6 Cities Where Homebuyers Have More Buying Power-What You Need to Know
Briefly

Rising mortgage rates have outpaced income growth, reducing buying power for many Americans and lowering the maximum affordable home price for a median-income household by nearly $30,000 since 2019. Wages have increased about 15.7%, but that gain has not fully offset higher borrowing costs. Mortgage rates around 6.5%–7% have materially increased monthly payments; at a 6.75% rate, a $400,000 loan can cost roughly $600 more per month than at a 4% rate. Several metros—Cleveland, Phoenix, Richmond, Indianapolis, Tampa, and Austin—have seen improved affordability driven by robust local wage growth.
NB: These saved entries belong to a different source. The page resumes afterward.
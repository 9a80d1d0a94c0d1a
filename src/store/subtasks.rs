use std::collections::HashMap;

use sqlx::{QueryBuilder, Sqlite, SqlitePool};
use uuid::Uuid;

use crate::errors::AppResult;
use crate::models::subtask::Subtask;
use crate::utils::utc_now;

const SUBTASK_COLUMNS: &str = "s.id, s.task_id, s.title, s.is_completed, s.order_index, s.ai_generated, s.completed_at, s.created_at";

#[derive(Debug, Clone)]
pub struct NewSubtask {
    pub task_id: Uuid,
    pub title: String,
    pub order_index: i64,
    pub ai_generated: bool,
}

#[derive(Debug, Clone, Default)]
pub struct SubtaskChanges {
    pub title: Option<String>,
    pub is_completed: Option<bool>,
    pub order_index: Option<i64>,
}

impl SubtaskChanges {
    pub fn is_empty(&self) -> bool {
        self.title.is_none() && self.is_completed.is_none() && self.order_index.is_none()
    }
}

pub async fn list_for_task(pool: &SqlitePool, task_id: Uuid) -> AppResult<Vec<Subtask>> {
    let subtasks = sqlx::query_as::<_, Subtask>(&format!(
        "SELECT {SUBTASK_COLUMNS} FROM subtasks s WHERE s.task_id = ? ORDER BY s.order_index ASC, s.created_at ASC, s.rowid ASC"
    ))
    .bind(task_id)
    .fetch_all(pool)
    .await?;

    Ok(subtasks)
}

/// Every subtask of a project keyed by task, each list in display order.
pub async fn by_task_for_project(pool: &SqlitePool, project_id: Uuid) -> AppResult<HashMap<Uuid, Vec<Subtask>>> {
    let rows = sqlx::query_as::<_, Subtask>(&format!(
        "SELECT {SUBTASK_COLUMNS} FROM subtasks s JOIN tasks t ON t.id = s.task_id WHERE t.project_id = ? ORDER BY s.order_index ASC, s.created_at ASC, s.rowid ASC"
    ))
    .bind(project_id)
    .fetch_all(pool)
    .await?;

    let mut grouped: HashMap<Uuid, Vec<Subtask>> = HashMap::new();
    for subtask in rows {
        grouped.entry(subtask.task_id).or_default().push(subtask);
    }

    Ok(grouped)
}

pub async fn insert(pool: &SqlitePool, new: NewSubtask) -> AppResult<Subtask> {
    let subtask = Subtask {
        id: Uuid::new_v4(),
        task_id: new.task_id,
        title: new.title,
        is_completed: false,
        order_index: new.order_index,
        ai_generated: new.ai_generated,
        completed_at: None,
        created_at: utc_now(),
    };

    sqlx::query(
        "INSERT INTO subtasks (id, task_id, title, is_completed, order_index, ai_generated, completed_at, created_at) VALUES (?, ?, ?, ?, ?, ?, ?, ?)",
    )
    .bind(subtask.id)
    .bind(subtask.task_id)
    .bind(&subtask.title)
    .bind(subtask.is_completed)
    .bind(subtask.order_index)
    .bind(subtask.ai_generated)
    .bind(subtask.completed_at)
    .bind(subtask.created_at)
    .execute(pool)
    .await?;

    Ok(subtask)
}

pub async fn find(pool: &SqlitePool, project_id: Uuid, subtask_id: Uuid) -> AppResult<Option<Subtask>> {
    let subtask = sqlx::query_as::<_, Subtask>(&format!(
        "SELECT {SUBTASK_COLUMNS} FROM subtasks s JOIN tasks t ON t.id = s.task_id WHERE s.id = ? AND t.project_id = ?"
    ))
    .bind(subtask_id)
    .bind(project_id)
    .fetch_optional(pool)
    .await?;

    Ok(subtask)
}

/// Updates a subtask of the given project. Completing stamps `completed_at`
/// once; reopening clears it.
pub async fn update(
    pool: &SqlitePool,
    project_id: Uuid,
    subtask_id: Uuid,
    changes: SubtaskChanges,
) -> AppResult<Option<Subtask>> {
    let mut qb: QueryBuilder<Sqlite> = QueryBuilder::new("UPDATE subtasks SET ");
    let mut sets = qb.separated(", ");

    if let Some(title) = changes.title {
        sets.push("title = ").push_bind_unseparated(title);
    }
    if let Some(order_index) = changes.order_index {
        sets.push("order_index = ").push_bind_unseparated(order_index);
    }
    match changes.is_completed {
        Some(true) => {
            sets.push("completed_at = CASE WHEN is_completed = 1 THEN completed_at ELSE ")
                .push_bind_unseparated(utc_now())
                .push_unseparated(" END");
            sets.push("is_completed = 1");
        }
        Some(false) => {
            sets.push("completed_at = NULL");
            sets.push("is_completed = 0");
        }
        None => {}
    }

    qb.push(" WHERE id = ").push_bind(subtask_id);
    qb.push(" AND task_id IN (SELECT id FROM tasks WHERE project_id = ")
        .push_bind(project_id)
        .push(")");

    let updated = qb.build().execute(pool).await?;
    if updated.rows_affected() == 0 {
        return Ok(None);
    }

    find(pool, project_id, subtask_id).await
}

pub async fn delete(pool: &SqlitePool, project_id: Uuid, subtask_id: Uuid) -> AppResult<u64> {
    let deleted = sqlx::query(
        "DELETE FROM subtasks WHERE id = ? AND task_id IN (SELECT id FROM tasks WHERE project_id = ?)",
    )
    .bind(subtask_id)
    .bind(project_id)
    .execute(pool)
    .await?;

    Ok(deleted.rows_affected())
}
In a challenging housing market where rising mortgage rates have outpaced income growth, Americans are facing reduced buying power, a new report from Realtor.com shows. However, some cities have seen an improvement in affordability due to robust wage growth. While the national trend shows a decrease in affordable home prices compared to 2019, certain metros like Cleveland, Phoenix, Richmond, Indianapolis, Tampa, and Austin have witnessed an increase in buying power.
Affordability Challenge: Nationally, the maximum affordable home price for a median-income household has dropped by nearly $30,000 compared to 2019, despite a 15.7% increase in wages. Impact of Interest Rates: Mortgage rates have risen to 6.5% to 7%, significantly affecting buying power. For instance, at a 6.75% rate, a $400,000 home loan could cost $600 more per month compared to a 4% rate.